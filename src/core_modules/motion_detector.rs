// THEORY:
// The `MotionDetector` is the sensory layer of the game. It turns the stream of
// camera frames into a stream of binary "motion masks": images where a pixel is
// active when the scene changed enough at that spot since the previous frame.
//
// Key architectural principles:
// 1.  **Intensity only**: Color is irrelevant for motion. Each frame is reduced
//     to luma and blurred, so camera sensor noise is smeared out before any
//     comparison happens.
// 2.  **Explicit warm-up**: A difference needs two frames. Until the detector
//     has cached one, it sits in `DetectorState::Warming` and reports no mask.
//     This is a state, not an error, and the very first tick never scores.
// 3.  **Noise rejection**: After the absolute difference is thresholded, a
//     morphological opening (erosion then dilation with a small square) removes
//     isolated speckles while keeping coherent moving regions intact.
// 4.  **Single-frame memory**: Exactly one intensity image is cached. It is
//     replaced on every call, whatever the outcome.

use image::{GrayImage, Luma, RgbaImage, imageops};
use log::warn;

/// Sigma matching the Gaussian an OpenCV 15x15 kernel derives with sigma 0.
const BLUR_SIGMA: f32 = 2.6;
/// Pixels whose intensity changed by more than this are active.
const DIFFERENCE_THRESHOLD: u8 = 25;
/// Side of the square structuring element used for the opening.
const OPENING_KERNEL_SIZE: u32 = 5;

const ACTIVE: u8 = 255;
const INACTIVE: u8 = 0;

/// A binary image marking the pixels that moved between two frames.
#[derive(Debug, Clone, PartialEq)]
pub struct MotionMask {
    pixels: GrayImage,
}

impl MotionMask {
    /// Wraps a grayscale image; any non-zero pixel counts as active.
    pub fn from_image(pixels: GrayImage) -> Self {
        Self { pixels }
    }

    /// Builds a mask by asking `active` about every pixel.
    pub fn from_fn(width: u32, height: u32, active: impl Fn(u32, u32) -> bool) -> Self {
        Self::from_image(GrayImage::from_fn(width, height, |x, y| {
            Luma([if active(x, y) { ACTIVE } else { INACTIVE }])
        }))
    }

    pub fn width(&self) -> u32 {
        self.pixels.width()
    }

    pub fn height(&self) -> u32 {
        self.pixels.height()
    }

    pub fn is_active(&self, x: u32, y: u32) -> bool {
        self.pixels.get_pixel(x, y)[0] != INACTIVE
    }

    /// Counts the active pixels in the half-open rectangle `[x0, x1) x [y0, y1)`.
    /// The rectangle must already be clipped to the mask.
    pub fn count_active(&self, x0: u32, y0: u32, x1: u32, y1: u32) -> u32 {
        (y0..y1)
            .map(|y| (x0..x1).filter(|&x| self.is_active(x, y)).count() as u32)
            .sum()
    }

    /// Total number of active pixels.
    pub fn active_count(&self) -> u32 {
        self.pixels.as_raw().iter().filter(|&&v| v != INACTIVE).count() as u32
    }

    pub fn as_image(&self) -> &GrayImage {
        &self.pixels
    }
}

/// What the detector remembers between frames.
#[derive(Debug, Clone)]
pub enum DetectorState {
    /// No previous intensity image yet; the next frame only primes the cache.
    Warming,
    /// The blurred intensity image of the previous frame.
    Primed(GrayImage),
}

/// Converts consecutive frames into motion masks.
#[derive(Debug, Clone)]
pub struct MotionDetector {
    state: DetectorState,
}

impl Default for MotionDetector {
    fn default() -> Self {
        Self::new()
    }
}

impl MotionDetector {
    pub fn new() -> Self {
        Self {
            state: DetectorState::Warming,
        }
    }

    pub fn is_warming(&self) -> bool {
        matches!(self.state, DetectorState::Warming)
    }

    /// Feeds one frame. Returns `None` while warming up, otherwise the mask of
    /// what moved since the previous frame.
    pub fn detect(&mut self, frame: &RgbaImage) -> Option<MotionMask> {
        let intensity = Self::intensity(frame);

        let mask = match &self.state {
            DetectorState::Warming => None,
            DetectorState::Primed(previous) if previous.dimensions() != intensity.dimensions() => {
                warn!(
                    "Frame size changed from {:?} to {:?}; motion detector re-warming",
                    previous.dimensions(),
                    intensity.dimensions()
                );
                None
            }
            DetectorState::Primed(previous) => Some(Self::motion_between(previous, &intensity)),
        };

        self.state = DetectorState::Primed(intensity);
        mask
    }

    /// Single-channel, blurred version of the frame.
    fn intensity(frame: &RgbaImage) -> GrayImage {
        let gray = imageops::grayscale(frame);
        imageops::blur(&gray, BLUR_SIGMA)
    }

    fn motion_between(previous: &GrayImage, current: &GrayImage) -> MotionMask {
        let (width, height) = current.dimensions();
        let thresholded: Vec<u8> = previous
            .as_raw()
            .iter()
            .zip(current.as_raw())
            .map(|(&a, &b)| {
                if a.abs_diff(b) > DIFFERENCE_THRESHOLD {
                    ACTIVE
                } else {
                    INACTIVE
                }
            })
            .collect();

        // Both inputs share dimensions, so the buffer length always matches.
        let thresholded = GrayImage::from_raw(width, height, thresholded)
            .unwrap_or_else(|| GrayImage::new(width, height));

        MotionMask::from_image(open(&thresholded, OPENING_KERNEL_SIZE / 2))
    }
}

/// Morphological opening with a square structuring element of side `2 * reach + 1`.
fn open(mask: &GrayImage, reach: u32) -> GrayImage {
    let eroded = rank_filter(mask, reach, u8::MAX, u8::min);
    rank_filter(&eroded, reach, u8::MIN, u8::max)
}

/// Applies `pick` over a square window, separably (rows then columns).
/// Neighbours outside the image are ignored.
fn rank_filter(image: &GrayImage, reach: u32, identity: u8, pick: fn(u8, u8) -> u8) -> GrayImage {
    let (width, height) = image.dimensions();

    let rows = GrayImage::from_fn(width, height, |x, y| {
        let lo = x.saturating_sub(reach);
        let hi = (x + reach).min(width - 1);
        Luma([(lo..=hi).fold(identity, |acc, nx| pick(acc, image.get_pixel(nx, y)[0]))])
    });

    GrayImage::from_fn(width, height, |x, y| {
        let lo = y.saturating_sub(reach);
        let hi = (y + reach).min(height - 1);
        Luma([(lo..=hi).fold(identity, |acc, ny| pick(acc, rows.get_pixel(x, ny)[0]))])
    })
}

#[cfg(test)]
mod tests {
    use super::*;
    use image::Rgba;

    fn flat_frame(width: u32, height: u32, value: u8) -> RgbaImage {
        RgbaImage::from_pixel(width, height, Rgba([value, value, value, 255]))
    }

    fn frame_with_block(width: u32, height: u32, x0: u32, y0: u32, side: u32) -> RgbaImage {
        RgbaImage::from_fn(width, height, |x, y| {
            if x >= x0 && x < x0 + side && y >= y0 && y < y0 + side {
                Rgba([255, 255, 255, 255])
            } else {
                Rgba([0, 0, 0, 255])
            }
        })
    }

    #[test]
    fn first_frame_only_warms_up() {
        let mut detector = MotionDetector::new();
        assert!(detector.is_warming());
        assert!(detector.detect(&flat_frame(32, 32, 0)).is_none());
        assert!(!detector.is_warming());
    }

    #[test]
    fn static_scene_produces_an_empty_mask() {
        let mut detector = MotionDetector::new();
        detector.detect(&flat_frame(40, 30, 90));
        let mask = detector.detect(&flat_frame(40, 30, 90)).expect("primed");
        assert_eq!((mask.width(), mask.height()), (40, 30));
        assert_eq!(mask.active_count(), 0);
    }

    #[test]
    fn a_change_of_exactly_the_threshold_is_not_motion() {
        let mut detector = MotionDetector::new();
        detector.detect(&flat_frame(64, 48, 0));
        let mask = detector.detect(&flat_frame(64, 48, 25)).expect("primed");
        assert_eq!(mask.active_count(), 0);

        let mut detector = MotionDetector::new();
        detector.detect(&flat_frame(64, 48, 0));
        let mask = detector.detect(&flat_frame(64, 48, 26)).expect("primed");
        assert_eq!(mask.active_count(), 64 * 48);
    }

    #[test]
    fn a_new_bright_block_is_detected_where_it_appeared() {
        let mut detector = MotionDetector::new();
        detector.detect(&flat_frame(100, 100, 0));
        let mask = detector
            .detect(&frame_with_block(100, 100, 40, 40, 30))
            .expect("primed");

        assert!(mask.is_active(55, 55));
        assert!(!mask.is_active(5, 5));
        assert!(!mask.is_active(95, 95));
        assert!(mask.count_active(40, 40, 70, 70) > 30 * 30 / 2);
    }

    #[test]
    fn opening_removes_isolated_speckles() {
        let mut speckled = GrayImage::new(20, 20);
        speckled.put_pixel(3, 3, Luma([ACTIVE]));
        speckled.put_pixel(10, 12, Luma([ACTIVE]));
        for y in 5..15 {
            for x in 5..9 {
                speckled.put_pixel(x, y, Luma([ACTIVE]));
            }
        }
        let opened = open(&speckled, 2);
        assert_eq!(opened.get_pixel(3, 3)[0], INACTIVE);
        assert_eq!(opened.get_pixel(10, 12)[0], INACTIVE);
        // A 4-pixel-wide bar is thinner than the 5x5 element and vanishes too.
        assert_eq!(opened.get_pixel(6, 10)[0], INACTIVE);

        let mut solid = GrayImage::new(20, 20);
        for y in 4..16 {
            for x in 4..16 {
                solid.put_pixel(x, y, Luma([ACTIVE]));
            }
        }
        assert_eq!(open(&solid, 2), solid);
    }

    #[test]
    fn resized_frame_re_warms_instead_of_failing() {
        let mut detector = MotionDetector::new();
        detector.detect(&flat_frame(32, 32, 0));
        assert!(detector.detect(&flat_frame(16, 16, 255)).is_none());
        let mask = detector.detect(&flat_frame(16, 16, 255)).expect("primed again");
        assert_eq!(mask.active_count(), 0);
    }

    #[test]
    fn count_active_respects_the_rectangle() {
        let mask = MotionMask::from_fn(10, 10, |x, _| x < 5);
        assert_eq!(mask.count_active(0, 0, 10, 10), 50);
        assert_eq!(mask.count_active(3, 0, 7, 2), 4);
        assert_eq!(mask.count_active(5, 5, 10, 10), 0);
    }
}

------------------------

Once you find the line with "image are ignored." above, print it and every line after it up to and including the line with "let hi = (x + reach).min(width - 1);", exactly as written and nothing else.

◆ Task response ◆
/// Neighbours outside the image are ignored.
fn rank_filter(image: &GrayImage, reach: u32, identity: u8, pick: fn(u8, u8) -> u8) -> GrayImage {
    let (width, height) = image.dimensions();

    let rows = GrayImage::from_fn(width, height, |x, y| {
        let lo = x.saturating_sub(reach);
        let hi = (x + reach).min(width - 1);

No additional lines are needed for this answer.